Some existing Wikimedia Commons (batch) upload tools support this indeed (the default UploadWizard, for instance), others don't (Pattypan only shows previews of files and their infoboxes during the checking phase of the upload process, after all data has been prepared already).

OpenRefine is essentially a data-centric tool, so this may be a stretch, but it's good to have this request on the radar, as it makes a lot of sense IMO. Spinster (talk) 07:26, 7 November 2021 (UTC)Reply[reply]

Error log while uploading[edit]

Using OpenRefine 3.7 on Windows. I see on the openrefine console errors. Is the a written log where I can see the errors happing during the upload process? Raymond 08:35, 27 July 2022 (UTC)Reply[reply]

Hi @Raymond, thank you for trying OpenRefine! I am not sure if I fully understand your question. Are you interested in seeing more specific information about errors happening during upload than the ones you are currently seeing in the console? What kind of errors would you be interested in seeing? We could certainly do a better job at making the error reporting more detailed and descriptive. Best, Spinster (talk) 15:53, 11 August 2022 (UTC)Reply[reply]
@Spinster During the upload runs I have seen different errors in the console:
  1. http-bad-status: There was a problem during the HTTP request: 415 Unsupported Media Type
  2. verification error: File extension ".jpg" does not match the detected MIME type of the file (inode/x-empty)
  3. abusefilter-warning: abusefilter-warning-overwriting-artwork
Screenshots: photos.app.goo.gl/84rzjVweQUrUFC338 (sorry, unable to link the URL because of the spam filter)
The reasons for 1. and 2. are currently not checked. Probably corrupt files. The reason for 3. is known. My fault because I forgot to exclude some already uploaded files.
What I am missing: a saved error log which includes the file names. Currently I have no idea which files are generating the errors from 1. and 2. Raymond 12:07, 13 August 2022 (UTC)Reply[reply]

(edit): Comment added to https://github.com/OpenRefine/OpenRefine/issues/5166 now.

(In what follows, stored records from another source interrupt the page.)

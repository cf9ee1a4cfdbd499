//! Scripted metric scoring rules.
//!
//! This crate provides:
//! - [`Rule`]: a Lua-backed rule that turns an ordered metric vector into
//!   one numeric verdict
//! - YAML rule documents ([`schema`]) and a directory [`loader`]
//! - the `rule-eval` command-line tool

pub mod loader;
pub mod rule;
pub mod schema;

pub use loader::{LoadError, RuleLoader};
pub use rule::{ErrorPhase, Rule, RuleError, RuleState, ENTRY_POINT};
pub use schema::RuleDocument;
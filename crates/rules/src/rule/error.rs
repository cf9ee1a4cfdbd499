//! Error taxonomy for rule configuration and evaluation.

/// When in a rule's life an error was raised.
#[derive(Debug, Clone, Copy, PartialEq, Eq)]
pub enum ErrorPhase {
    /// Raised by `set_code` (or anything that calls it).
    Configuration,
    /// Raised by `evaluate`.
    Evaluation,
}

/// Errors raised while configuring or evaluating a [`Rule`](super::Rule).
#[derive(Debug, Clone, PartialEq, thiserror::Error)]
pub enum RuleError {
    /// The embedded script runtime could not be created.
    #[error("rule '{rule}': cannot initiate script runtime: {reason}")]
    RuntimeInit { rule: String, reason: String },

    /// The source failed to parse, or raised while running its top level.
    #[error("rule '{rule}': invalid code: {reason}")]
    Compile { rule: String, reason: String },

    /// The code ran but left no callable entry point behind.
    #[error("rule '{rule}': function main() not found")]
    MissingEntryPoint { rule: String },

    #[error("rule '{rule}' is not valid")]
    NotValid { rule: String },

    /// The entry point raised while being called.
    #[error("rule '{rule}': calling main() failed: {reason}")]
    Evaluation { rule: String, reason: String },

    #[error("rule '{rule}': main() returned {found}, expected a number")]
    NonNumericResult { rule: String, found: String },
}

impl RuleError {
    pub fn phase(&self) -> ErrorPhase {
        match self {
            RuleError::RuntimeInit { .. }
            | RuleError::Compile { .. }
            | RuleError::MissingEntryPoint { .. } => ErrorPhase::Configuration,
            RuleError::NotValid { .. }
            | RuleError::Evaluation { .. }
            | RuleError::NonNumericResult { .. } => ErrorPhase::Evaluation,
        }
    }

    /// Name of the rule the error belongs to.
    pub fn rule(&self) -> &str {
        match self {
            RuleError::RuntimeInit { rule, .. }
            | RuleError::Compile { rule, .. }
            | RuleError::MissingEntryPoint { rule }
            | RuleError::NotValid { rule }
            | RuleError::Evaluation { rule, .. }
            | RuleError::NonNumericResult { rule, .. } => rule,
        }
    }
}

/// Result alias for rule operations.
pub type Result<T> = std::result::Result<T, RuleError>;
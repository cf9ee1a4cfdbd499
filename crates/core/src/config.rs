use std::env;
use std::path::PathBuf;

use serde::{Deserialize, Serialize};

/// Load .env file (silently ignores if missing).
pub fn load_dotenv() {
    if let Ok(path) = dotenvy::dotenv() {
        tracing::debug!(path = %path.display(), "loaded .env");
    }
}

fn env_opt(key: &str) -> Option<String> {
    env::var(key).ok().filter(|s| !s.is_empty())
}

/// Read a profiled env var: tries {PROFILE}_{KEY} first, falls back to {KEY}.
fn profiled_env_opt(profile: &str, key: &str) -> Option<String> {
    if !profile.is_empty() {
        let prefixed = format!("{}_{}", profile, key);
        if let Some(v) = env_opt(&prefixed) {
            return Some(v);
        }
    }
    env_opt(key)
}

fn profiled_env_or(profile: &str, key: &str, default: &str) -> String {
    profiled_env_opt(profile, key).unwrap_or_else(|| default.to_string())
}

pub const DEFAULT_RULES_DIR: &str = "data/rules";
pub const DEFAULT_LOG_FILTER: &str = "info";

#[derive(Debug, Clone, PartialEq, Serialize, Deserialize)]
pub struct Config {
    /// Active profile name (empty = default).
    pub profile: String,
    /// Directory scanned for rule documents.
    pub rules_dir: PathBuf,
    /// `tracing` filter used when `RUST_LOG` is not set.
    pub log_filter: String,
}

impl Config {
    /// Build config from environment variables (call `load_dotenv()` first).
    /// Profile is read from `LUMEN_PROFILE`. When set (e.g. `PROD`), every
    /// key is first looked up as `{PROFILE}_{KEY}`, falling back to `{KEY}`.
    pub fn from_env() -> Self {
        let profile = env_opt("LUMEN_PROFILE").unwrap_or_default();
        Self::for_profile(&profile)
    }

    /// Build config for a specific named profile (empty string = default).
    pub fn for_profile(profile: &str) -> Self {
        let p = profile.to_uppercase();
        Self {
            rules_dir: PathBuf::from(profiled_env_or(&p, "LUMEN_RULES_DIR", DEFAULT_RULES_DIR)),
            log_filter: profiled_env_or(&p, "LUMEN_LOG", DEFAULT_LOG_FILTER),
            profile: p,
        }
    }

    pub fn profile_label(&self) -> &str {
        if self.profile.is_empty() { "default" } else { &self.profile }
    }
}

impl Default for Config {
    fn default() -> Self {
        Self {
            profile: String::new(),
            rules_dir: PathBuf::from(DEFAULT_RULES_DIR),
            log_filter: DEFAULT_LOG_FILTER.to_string(),
        }
    }
}
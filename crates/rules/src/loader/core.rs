//! Core [`RuleLoader`] struct: filesystem-backed rule document loading.

use std::collections::BTreeMap;
use std::fs;
use std::path::{Path, PathBuf};

use tracing::{info, warn};

use crate::rule::Rule;
use crate::schema::{RuleDocument, METRIC_RULE_KIND};

use super::error::{LoadError, LoadResult, LoadStatus, Result};

/// Filesystem-backed rule document loader.
///
/// Scans a directory (recursively) for `*.yml` / `*.yaml` files and keeps
/// every document that validates, keyed by `metadata.id`.
pub struct RuleLoader {
    /// Root directory containing rule YAML files.
    rules_dir: PathBuf,
    documents: BTreeMap<String, RuleDocument>,
}

impl RuleLoader {
    pub fn new(rules_dir: impl Into<PathBuf>) -> Self {
        Self {
            rules_dir: rules_dir.into(),
            documents: BTreeMap::new(),
        }
    }

    /// Recursively scan the rules directory and load all YAML files.
    ///
    /// Dotfiles and non-YAML files are skipped. Parse and validation
    /// errors are reported per file but do not abort the scan. A missing
    /// rules directory is an error.
    pub fn load_all(&mut self) -> Result<Vec<LoadResult>> {
        let mut results = Vec::new();
        let root = self.rules_dir.clone();
        self.scan_dir_recursive(&root, &mut results, true)?;
        Ok(results)
    }

    fn scan_dir_recursive(
        &mut self,
        dir: &Path,
        results: &mut Vec<LoadResult>,
        is_root: bool,
    ) -> Result<()> {
        let entries = match fs::read_dir(dir) {
            Ok(e) => e,
            Err(e) if is_root => return Err(e.into()),
            Err(e) => {
                warn!(path = %dir.display(), error = %e, "failed to read directory");
                return Ok(());
            }
        };

        // Sorted so that duplicate IDs resolve the same way on every run.
        let mut paths = Vec::new();
        for entry in entries {
            match entry {
                Ok(e) => paths.push(e.path()),
                Err(e) if is_root => return Err(e.into()),
                Err(e) => {
                    warn!(path = %dir.display(), error = %e, "failed to read directory entry");
                }
            }
        }
        paths.sort();

        for path in paths {
            if let Some(name) = path.file_name().and_then(|n| n.to_str()) {
                if name.starts_with('.') {
                    if path.is_file() {
                        results.push(LoadResult {
                            path,
                            status: LoadStatus::Skipped {
                                reason: "dotfile".to_string(),
                            },
                        });
                    }
                    continue;
                }
            }

            if path.is_dir() {
                self.scan_dir_recursive(&path, results, false)?;
                continue;
            }

            let is_yaml = path
                .extension()
                .and_then(|e| e.to_str())
                .map(|e| e == "yml" || e == "yaml")
                .unwrap_or(false);

            if !is_yaml {
                results.push(LoadResult {
                    path,
                    status: LoadStatus::Skipped {
                        reason: "not a YAML file".to_string(),
                    },
                });
                continue;
            }

            match Self::load_file(&path) {
                Ok(doc) => {
                    let rule_id = doc.id().to_string();
                    info!(rule_id = %rule_id, path = %path.display(), "loaded rule");
                    if self.documents.insert(rule_id.clone(), doc).is_some() {
                        warn!(rule_id = %rule_id, path = %path.display(), "duplicate rule id, replacing earlier document");
                    }
                    results.push(LoadResult {
                        path,
                        status: LoadStatus::Loaded { rule_id },
                    });
                }
                Err(e) => {
                    warn!(path = %path.display(), error = %e, "failed to load rule file");
                    results.push(LoadResult {
                        path,
                        status: LoadStatus::Failed {
                            error: e.to_string(),
                        },
                    });
                }
            }
        }

        Ok(())
    }

    /// Parse and validate a single rule document.
    ///
    /// The document's code is compiled once in a throwaway rule so that
    /// broken scripts are rejected at load time.
    pub fn load_file(path: &Path) -> Result<RuleDocument> {
        let contents = fs::read_to_string(path)?;
        let doc = RuleDocument::from_yaml(&contents)?;

        if doc.kind != METRIC_RULE_KIND {
            return Err(LoadError::Validation(format!(
                "unsupported rule kind '{}', expected '{}'",
                doc.kind, METRIC_RULE_KIND
            )));
        }
        if doc.metadata.id.is_empty() {
            return Err(LoadError::Validation(
                "rule metadata.id must not be empty".to_string(),
            ));
        }

        doc.to_rule()?;
        Ok(doc)
    }

    pub fn rules_dir(&self) -> &Path {
        &self.rules_dir
    }

    pub fn get(&self, id: &str) -> Option<&RuleDocument> {
        self.documents.get(id)
    }

    /// IDs of all loaded documents, sorted.
    pub fn ids(&self) -> impl Iterator<Item = &str> {
        self.documents.keys().map(String::as_str)
    }

    pub fn len(&self) -> usize {
        self.documents.len()
    }

    pub fn is_empty(&self) -> bool {
        self.documents.is_empty()
    }

    /// Build a fresh, validated [`Rule`] from a loaded document.
    pub fn build(&self, id: &str) -> Result<Rule> {
        let doc = self
            .get(id)
            .ok_or_else(|| LoadError::NotFound(id.to_string()))?;
        Ok(doc.to_rule()?)
    }
}
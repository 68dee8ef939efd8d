use std::io;

use thiserror::Error;

use crate::handle::Handle;

/// Failure detail behind the boolean socket surface. Logged at the call
/// site; the caller only ever sees `false` or a missing handle.
#[derive(Debug, Error)]
pub enum NetError {
    #[error("invalid socket handle {0}")]
    InvalidHandle(Handle),
    #[error("handle table full")]
    TableFull,
    #[error("socket slot pool exhausted")]
    OutOfSlots,
    #[error("socket is bound to a different address family")]
    FamilyMismatch,
    #[error("socket is already connected or connecting")]
    AlreadyConnected,
    #[error("socket has no open descriptor")]
    NotOpen,
    #[error("{0}")]
    InvalidState(&'static str),
    #[error("unable to open socket: {0}")]
    Open(#[source] io::Error),
    #[error("unable to bind socket: {0}")]
    Bind(#[source] io::Error),
    #[error("unable to listen: {0}")]
    Listen(#[source] io::Error),
    #[error("unable to accept connection: {0}")]
    Accept(#[source] io::Error),
    #[error(transparent)]
    Connect(#[from] ConnectError),
    #[error("multicast membership change failed: {0}")]
    Multicast(#[source] io::Error),
}

/// Why a connect attempt failed.
#[derive(Debug, Error)]
pub enum ConnectError {
    #[error("connect timed out")]
    Timeout,
    #[error("connection refused")]
    Refused,
    #[error("select failed while connecting: {0}")]
    Select(#[source] io::Error),
    #[error("connect failed: {0}")]
    Other(#[source] io::Error),
}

Raymond 14:58, 13 August 2022 (UTC)Reply[reply]

Flag for already finished uploads[edit]

Maybe I missed it somewhere in the docu: Is there a flag to filter for already finished uploads in case I have to stop OpenRefine in the middle of the upload process? Raymond 08:39, 27 July 2022 (UTC)Reply[reply]

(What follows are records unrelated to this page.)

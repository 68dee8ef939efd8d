use std::time::SystemTime;

use crate::stream::{ByteOrder, SeekMode, Stream};

/// Growable in-memory stream with full random access.
///
/// Writes past the end extend the buffer; writes inside it overwrite in
/// place. Useful as a staging area for generic stream consumers and as the
/// reference implementation of the [`Stream`] contract.
#[derive(Debug, Default)]
pub struct MemoryStream {
    data: Vec<u8>,
    pos: usize,
    order: ByteOrder,
}

impl MemoryStream {
    pub fn new() -> Self {
        Self::default()
    }

    pub fn with_byte_order(order: ByteOrder) -> Self {
        Self { order, ..Self::default() }
    }

    pub fn from_vec(data: Vec<u8>) -> Self {
        Self { data, ..Self::default() }
    }

    pub fn as_slice(&self) -> &[u8] {
        &self.data
    }

    pub fn into_inner(self) -> Vec<u8> {
        self.data
    }
}

impl Stream for MemoryStream {
    fn read(&mut self, dst: &mut [u8]) -> usize {
        let n = dst.len().min(self.data.len() - self.pos);
        dst[..n].copy_from_slice(&self.data[self.pos..self.pos + n]);
        self.pos += n;
        n
    }

    fn write(&mut self, src: &[u8]) -> usize {
        let overlap = (self.data.len() - self.pos).min(src.len());
        self.data[self.pos..self.pos + overlap].copy_from_slice(&src[..overlap]);
        self.data.extend_from_slice(&src[overlap..]);
        self.pos += src.len();
        src.len()
    }

    fn eos(&mut self) -> bool {
        self.pos >= self.data.len()
    }

    fn available_read(&mut self) -> usize {
        self.data.len() - self.pos
    }

    fn seek(&mut self, offset: i64, mode: SeekMode) -> bool {
        let base = match mode {
            SeekMode::Begin => 0_i64,
            SeekMode::Current => self.pos as i64,
            SeekMode::End => self.data.len() as i64,
        };
        let Some(target) = base.checked_add(offset) else {
            return false;
        };
        if target < 0 {
            return false;
        }
        self.pos = (target as usize).min(self.data.len());
        true
    }

    fn tell(&mut self) -> u64 {
        self.pos as u64
    }

    fn size(&mut self) -> u64 {
        self.data.len() as u64
    }

    fn truncate(&mut self, size: u64) {
        self.data.truncate(usize::try_from(size).unwrap_or(usize::MAX));
        self.pos = self.pos.min(self.data.len());
    }

    fn last_modified(&mut self) -> SystemTime {
        SystemTime::now()
    }

    fn byte_order(&self) -> ByteOrder {
        self.order
    }

    fn is_sequential(&self) -> bool {
        false
    }
}
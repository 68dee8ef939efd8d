/// Fixed-capacity byte ring for inbound data. One slot is intentionally
/// left unused at the full boundary: if the write offset were allowed to
/// land on the read offset, a full ring would be indistinguishable from an
/// empty one and the whole buffer would be discarded.
pub(crate) struct RingBuffer {
    buf: Box<[u8]>,
    read: usize,
    write: usize,
}

impl RingBuffer {
    pub(crate) fn new(capacity: usize) -> Self {
        Self { buf: vec![0; capacity].into_boxed_slice(), read: 0, write: 0 }
    }

    pub(crate) fn capacity(&self) -> usize {
        self.buf.len()
    }

    /// Readable bytes: `(write − read) mod capacity`.
    pub(crate) fn len(&self) -> usize {
        if self.write >= self.read {
            self.write - self.read
        } else {
            (self.buf.len() - self.read) + self.write
        }
    }

    pub(crate) fn is_empty(&self) -> bool {
        self.len() == 0
    }

    pub(crate) fn is_full(&self) -> bool {
        self.len() == self.buf.len() - 1
    }

    pub(crate) fn read_offset(&self) -> usize {
        self.read
    }

    pub(crate) fn write_offset(&self) -> usize {
        self.write
    }

    /// Contiguous region a `recv` may fill: from the write offset to the
    /// end of the ring, or to just before the read offset. Empty when the
    /// ring is full.
    pub(crate) fn writable_chunk(&mut self) -> &mut [u8] {
        let max = if self.write >= self.read {
            let mut max = self.buf.len() - self.write;
            if self.read == 0 {
                max -= 1;
            }
            max
        } else {
            self.read - self.write - 1
        };
        let start = self.write;
        &mut self.buf[start..start + max]
    }

    /// Advance the write offset after `n` bytes landed in the chunk
    /// returned by `writable_chunk`.
    pub(crate) fn commit(&mut self, n: usize) {
        self.write += n;
        if self.write == self.buf.len() {
            self.write = 0;
        }
    }

    /// Contiguous readable region starting at the read offset.
    pub(crate) fn readable_chunk(&self) -> &[u8] {
        if self.write >= self.read {
            &self.buf[self.read..self.write]
        } else {
            &self.buf[self.read..]
        }
    }

    /// Drop `n` consumed bytes from the front of the current chunk.
    pub(crate) fn consume(&mut self, n: usize) {
        self.read += n;
        if self.read == self.buf.len() {
            self.read = 0;
        }
    }
}

/// Fixed-capacity outbound staging buffer. Linear rather than wrapping: a
/// partial drain slides the unsent residual back to the front.
pub(crate) struct FlushBuffer {
    buf: Box<[u8]>,
    len: usize,
}

impl FlushBuffer {
    pub(crate) fn new(capacity: usize) -> Self {
        Self { buf: vec![0; capacity].into_boxed_slice(), len: 0 }
    }

    pub(crate) fn len(&self) -> usize {
        self.len
    }

    pub(crate) fn is_empty(&self) -> bool {
        self.len == 0
    }

    pub(crate) fn is_full(&self) -> bool {
        self.len == self.buf.len()
    }

    /// Copy as much of `src` as fits, returning the number of bytes taken.
    pub(crate) fn push(&mut self, src: &[u8]) -> usize {
        let take = src.len().min(self.buf.len() - self.len);
        self.buf[self.len..self.len + take].copy_from_slice(&src[..take]);
        self.len += take;
        take
    }

    pub(crate) fn as_slice(&self) -> &[u8] {
        &self.buf[..self.len]
    }

    /// Drop `n` sent bytes from the front, keeping the residual in order.
    pub(crate) fn consume(&mut self, n: usize) {
        self.buf.copy_within(n..self.len, 0);
        self.len -= n;
    }

    pub(crate) fn clear(&mut self) {
        self.len = 0;
    }
}

#[cfg(test)]
mod tests {
    use super::*;

    fn fill(ring: &mut RingBuffer, data: &[u8]) -> usize {
        let chunk = ring.writable_chunk();
        let n = chunk.len().min(data.len());
        chunk[..n].copy_from_slice(&data[..n]);
        ring.commit(n);
        n
    }

    fn drain(ring: &mut RingBuffer, out: &mut Vec<u8>) {
        loop {
            let chunk = ring.readable_chunk();
            if chunk.is_empty() {
                break;
            }
            out.extend_from_slice(chunk);
            let n = chunk.len();
            ring.consume(n);
        }
    }

    #[test]
    fn len_matches_modular_offset_math() {
        let mut ring = RingBuffer::new(16);
        assert_eq!(fill(&mut ring, &[1; 10]), 10);
        assert_eq!(ring.len(), 10);
        ring.consume(6);
        assert_eq!(ring.len(), 4);
        // wrap the write offset
        assert_eq!(fill(&mut ring, &[2; 6]), 6);
        assert_eq!(fill(&mut ring, &[3; 5]), 5);
        assert_eq!(ring.len(), 15);
        assert_eq!(
            ring.len(),
            (ring.write_offset() + ring.capacity() - ring.read_offset()) % ring.capacity()
        );
    }

    #[test]
    fn one_slot_stays_unused_at_the_full_boundary() {
        let mut ring = RingBuffer::new(8);
        assert_eq!(fill(&mut ring, &[9; 8]), 7);
        assert!(ring.is_full());
        assert!(ring.writable_chunk().is_empty());
        assert_ne!(ring.write_offset(), ring.read_offset());
    }

    #[test]
    fn bytes_come_back_in_order_across_wraps() {
        let mut ring = RingBuffer::new(8);
        let mut out = Vec::new();
        let data: Vec<u8> = (0..64).collect();
        let mut sent = 0;
        while sent < data.len() {
            sent += fill(&mut ring, &data[sent..]);
            drain(&mut ring, &mut out);
        }
        assert_eq!(out, data);
    }

    #[test]
    fn drained_readable_bytes_equal_reported_len() {
        let mut ring = RingBuffer::new(32);
        fill(&mut ring, &[5; 20]);
        ring.consume(15);
        fill(&mut ring, &[6; 20]);
        let expected = ring.len();
        let mut out = Vec::new();
        drain(&mut ring, &mut out);
        assert_eq!(out.len(), expected);
    }

    #[test]
    fn flush_buffer_slides_residual_to_front() {
        let mut out = FlushBuffer::new(8);
        assert_eq!(out.push(b"abcdef"), 6);
        out.consume(4);
        assert_eq!(out.as_slice(), b"ef");
        assert_eq!(out.push(b"ghijklm"), 6);
        assert!(out.is_full());
        assert_eq!(out.as_slice(), b"efghijkl");
        out.clear();
        assert!(out.is_empty());
    }
}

Hi Raymond, apologies for the late reply. If an upload failed in the middle, I would expect the file names of already uploaded files to appear in blue (reconciled) in your OpenRefine project. If that is not the case: you can go in your OpenRefine project, select the column of file names, clear reconciliation data, and reconcile that column against Wikimedia Commons again. The files that have already been uploaded will appear blue (reconciled); the other ones will again need to be marked as to be created new. Next, you can filter down to both separate sets by using the reconciliation judgment facet. I hope this makes sense! Spinster (talk) 15:52, 11 August 2022 (UTC)Reply[reply]
@Spinster Thank you for the answer. That helps a lot and works now. Upload is running since yesterday. One comment: " I would expect the file names of already uploaded files to appear in blue (reconciled) in your OpenRefine project." Sadly not. Bug or feature? I had to do the steps you suggested (clearing, reconcile). Do you see any chance to avoid this step in a newer version? Raymond 11:53, 13 August 2022 (UTC)Reply[reply]

A messy project[edit]

Hi, Here is a copy of my report to the forum.

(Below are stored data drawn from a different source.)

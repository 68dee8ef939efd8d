use std::{net::SocketAddr, time::Duration};

use tracing::{debug, warn};

use crate::{
    base::{SocketFlags, SocketState},
    error::{ConnectError, NetError},
    socket::{Protocol, Socket, SocketIo, with_nonblocking},
    sys::{self, AddressFamily, INVALID_FD},
};

/// Stream-socket transport: SOCK_STREAM/IPPROTO_TCP descriptors with the
/// buffered ring I/O discipline.
pub(crate) struct TcpProtocol;

impl Protocol for TcpProtocol {
    fn open(&self, sock: &Socket, family: AddressFamily) -> Result<(), NetError> {
        let slot = sock.slot().ok_or(NetError::NotOpen)?;
        let fd = sys::tcp_socket(family).map_err(|err| {
            warn!(handle = %sock.handle(), %err, "unable to open tcp socket");
            NetError::Open(err)
        })?;
        slot.set_fd(fd);
        debug!(handle = %sock.handle(), fd, "opened tcp socket");
        let flags = slot.flags();
        sys::set_blocking(fd, flags.contains(SocketFlags::BLOCKING));
        if let Err(err) = sys::set_nodelay(fd, !flags.contains(SocketFlags::TCP_DELAY)) {
            warn!(handle = %sock.handle(), fd, %err, "unable to apply tcp delay option");
        }
        Ok(())
    }

    fn connect(
        &self,
        sock: &Socket,
        addr: SocketAddr,
        timeout: Option<Duration>,
    ) -> Result<(), ConnectError> {
        let slot = sock
            .slot()
            .ok_or_else(|| ConnectError::Other(std::io::ErrorKind::NotConnected.into()))?;
        let fd = slot.fd();

        let outcome = with_nonblocking(slot, timeout, || match sys::connect(fd, &addr) {
            Ok(sys::ConnectStart::Done) => {
                slot.set_state(SocketState::Connected);
                Ok(())
            }
            Ok(sys::ConnectStart::InProgress) => match timeout {
                None => {
                    slot.set_state(SocketState::Connecting);
                    Ok(())
                }
                Some(limit) => {
                    match sys::select_fd(fd, sys::Interest::Write, Some(limit)) {
                        Err(err) => Err(ConnectError::Select(err)),
                        Ok(ready) if !ready.ready && !ready.error => Err(ConnectError::Timeout),
                        Ok(_) => match sys::take_socket_error(fd) {
                            Ok(()) => {
                                slot.set_state(SocketState::Connected);
                                Ok(())
                            }
                            Err(err) if sys::is_refused(&err) => Err(ConnectError::Refused),
                            Err(err) => Err(ConnectError::Other(err)),
                        },
                    }
                }
            },
            Err(err) => Err(ConnectError::Other(err)),
        });

        if outcome.is_ok() {
            debug!(
                handle = %sock.handle(),
                fd,
                %addr,
                state = %slot.state(),
                "tcp connect"
            );
        }
        outcome
    }

    fn fill(&self, sock: &Socket, io: &mut SocketIo, wanted: usize) -> usize {
        let Some(slot) = sock.slot() else {
            return 0;
        };
        let fd = slot.fd();
        if fd == INVALID_FD {
            return 0;
        }

        let pending = sys::available(fd);
        if pending == Some(0) && wanted == 0 && slot.has_flag(SocketFlags::BLOCKING) {
            // opportunistic refill on a blocking socket would stall
            return 0;
        }

        let result = {
            let chunk = io.rx.writable_chunk();
            if chunk.is_empty() {
                return 0;
            }
            let mut try_read = chunk.len();
            if wanted > 0 {
                try_read = try_read.min(wanted);
            }
            if let Some(pending) = pending
                && pending > try_read
            {
                try_read = chunk.len().min(pending);
            }
            sys::recv(fd, &mut chunk[..try_read]).map(|n| (n, try_read))
        };

        match result {
            Ok((0, _)) => {
                debug!(
                    handle = %sock.handle(),
                    fd,
                    remote = ?io.remote,
                    "remote end closed gracefully"
                );
                sock.post_hangup();
                sock.close(io);
                0
            }
            Ok((n, try_read)) => {
                io.rx.commit(n);
                // The recv was clipped at the end of the ring; when the
                // caller wanted more and the kernel had more, wrap to the
                // front and continue.
                if slot.state() == SocketState::Connected
                    && wanted > try_read
                    && pending.is_some_and(|p| p > try_read)
                    && io.rx.write_offset() == 0
                    && io.rx.read_offset() > 1
                {
                    n + self.fill(sock, io, wanted - try_read)
                } else {
                    n
                }
            }
            Err(err) if sys::is_would_block(&err) => {
                sock.poll_state(io);
                0
            }
            Err(err) => {
                warn!(handle = %sock.handle(), fd, %err, "socket recv failed");
                if sys::is_fatal_transport(&err) {
                    sock.post_hangup();
                    sock.close(io);
                } else {
                    sock.poll_state(io);
                }
                0
            }
        }
    }

    fn drain(&self, sock: &Socket, io: &mut SocketIo) {
        let Some(slot) = sock.slot() else {
            return;
        };
        let fd = slot.fd();
        if fd == INVALID_FD {
            return;
        }
        let mut sent = 0;
        while sent < io.tx.len() {
            match sys::send(fd, &io.tx.as_slice()[sent..]) {
                Ok(0) => {
                    io.tx.consume(sent);
                    return;
                }
                Ok(n) => sent += n,
                Err(err) => {
                    let so_error = sys::take_socket_error(fd).err();
                    if sys::is_would_block(&err) {
                        warn!(
                            handle = %sock.handle(),
                            fd,
                            sent,
                            queued = io.tx.len(),
                            ?so_error,
                            "partial tcp send, queueing reflush"
                        );
                        slot.set_flag(SocketFlags::REFLUSH, true);
                    } else {
                        warn!(handle = %sock.handle(), fd, %err, ?so_error, "socket send failed");
                    }
                    if sys::is_fatal_transport(&err) {
                        sock.post_hangup();
                        sock.close(io);
                    } else if slot.state() != SocketState::NotConnected {
                        sock.poll_state(io);
                    }
                    io.tx.consume(sent);
                    return;
                }
            }
        }
        slot.set_flag(SocketFlags::REFLUSH, false);
        io.tx.clear();
    }
}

Hi, I am trying to upload (a lot of) files to Commons, so I tried OR 3.7beta2 and OR 3.8-20221220.184714 (Java included).

OR 3.8-20221220.184714 loads OK, but the “Next” button after selecting files is not accessible, whatever number of files is selected. I am stuck there.

OR 3.7beta2 with Java included doesn’t even load (Java not found).

Second issue: Firefox is used, although Chrome is my default browser. OR loads in Chrome when copying-paste the URL http://127.0.0.1:3333/ to it.

General comment: Selecting files before a project exists in counter intuitive. The right order should be: first create a project, then select files to include. Yann (talk) 18:01, 26 December 2022 (UTC)Reply[reply]

Pattypan comparison[edit]

I'm not sure what is meant with "You can't edit data inside Pattypan."? I think most Pattypan users rarely uses the spreadsheet and only uses the built-in edit features. Abbe98 (talk) 11:22, 10 January 2023 (UTC)Reply[reply]

Userbox[edit]

I copied over the userbox from Wikidata, to make it possible use it on Commons too. You can use {{User loves OpenRefine}} and it gives you the following:

This user loves OpenRefine.



Not sure if this should be advertised on Commons:OpenRefine? I could not find a fitting section for it.

Those userboxes are quite useful to find a list of enthusiast users (it will populate Category:OpenRefine user when it gets used). The userbox is also available on meta. − Pintoch (talk) 18:41, 6 September 2023 (UTC)Reply[reply]

Permission denied for Upload[edit]

I'm getting MediaWiki error while editing. It's showing "The action you have requested is limited to users in one of the groups: Users, Autoconfirmed users, Administrators, Confirmed users." I'm already a autoconfirmed users and don't know why I'm getting this error. Does anyone has got similar error? ❙❚❚❙❙ GnOeee ❚❙❚❙❙ 05:13, 23 September 2023 (UTC)Reply[reply]

FilePath on PAWS[edit]

I am trying to build an upload with OpenRefine in the PAWS environment, but unfortunately i am failing with the file path. I have uploaded the files to my PAWS directory. But both attempts are failing: using the public-url https://public-paws.wmcloud.org/User:ZentralGut/CommonsUpload/Files_StAOW_Images/StAOW_257460.jpg fails due that this domain is not allowlisted. the linux-based filepath "/CommonsUpload/Files_StAOW_Images/StAOW_257460.jpg" is rejected as filepath before upload starts. Has anyone some experience with PAWS and file uploads? Best ZentralGut (talk) 13:36, 15 October 2023 (UTC)Reply[reply]

Found the solution myself - add "/home/paws/" before your directory/filepath in your paws-account. ZentralGut (talk) 13:44, 15 October 2023 (UTC)Reply[reply]

Commons extension is missing on PAWS[edit]

i dont seem to see this extension?

i tried to follow Commons:OpenRefine/Advanced tips and tricks#Adding the Wikimedia Commons reconciliation service to OpenRefine but it says

Error contacting recon service: timeout : timeout - https://commonsreconcile.toolforge.org/en/api

how do i boot OR up on paws to upload files? RZuo (talk) 18:37, 28 January 2024 (UTC)Reply[reply]

@RZuo: Thanks for reporting this! I am not sure how the reconciliation service ended up in this state. I have restarted it and it seems to be accessible again. Can you try again on your side? − Pintoch (talk) 10:11, 29 January 2024 (UTC)Reply[reply]
@Pintoch thx a lot! your toolforge page is back up and i was able to add it as a "standard service". RZuo (talk) 10:25, 29 January 2024 (UTC)Reply[reply]